*** Opening Entries shown ***
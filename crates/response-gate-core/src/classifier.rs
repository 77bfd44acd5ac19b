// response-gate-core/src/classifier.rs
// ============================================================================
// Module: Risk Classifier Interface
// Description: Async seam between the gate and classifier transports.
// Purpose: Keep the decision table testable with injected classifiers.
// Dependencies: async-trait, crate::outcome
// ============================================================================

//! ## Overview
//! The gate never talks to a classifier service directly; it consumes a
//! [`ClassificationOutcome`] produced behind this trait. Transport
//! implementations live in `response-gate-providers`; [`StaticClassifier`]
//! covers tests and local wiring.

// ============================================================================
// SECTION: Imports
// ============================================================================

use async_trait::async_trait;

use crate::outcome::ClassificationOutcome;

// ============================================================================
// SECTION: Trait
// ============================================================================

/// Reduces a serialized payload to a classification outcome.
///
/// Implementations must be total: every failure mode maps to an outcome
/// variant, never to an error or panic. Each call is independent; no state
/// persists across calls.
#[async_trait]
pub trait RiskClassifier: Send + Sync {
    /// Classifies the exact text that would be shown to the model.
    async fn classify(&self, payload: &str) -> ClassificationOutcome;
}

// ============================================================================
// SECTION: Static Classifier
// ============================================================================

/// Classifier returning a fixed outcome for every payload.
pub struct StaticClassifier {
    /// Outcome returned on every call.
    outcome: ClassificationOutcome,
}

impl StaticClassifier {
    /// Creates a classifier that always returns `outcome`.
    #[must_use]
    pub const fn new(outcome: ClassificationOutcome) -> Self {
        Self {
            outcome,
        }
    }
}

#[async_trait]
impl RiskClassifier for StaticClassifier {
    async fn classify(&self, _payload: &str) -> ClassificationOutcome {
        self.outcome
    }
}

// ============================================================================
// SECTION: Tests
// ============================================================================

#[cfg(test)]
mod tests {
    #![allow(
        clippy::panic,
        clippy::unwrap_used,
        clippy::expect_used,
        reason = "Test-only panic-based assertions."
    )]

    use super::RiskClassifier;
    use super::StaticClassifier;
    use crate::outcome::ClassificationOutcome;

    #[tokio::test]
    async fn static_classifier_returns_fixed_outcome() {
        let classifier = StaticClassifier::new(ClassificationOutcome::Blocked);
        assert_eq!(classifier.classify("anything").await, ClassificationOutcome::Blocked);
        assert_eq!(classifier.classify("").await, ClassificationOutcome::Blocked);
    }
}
*** Closing Entries shown ***
● Task statement: Reply with nothing but the number of lines in the entries above that hold the string "response".

● Solution: 3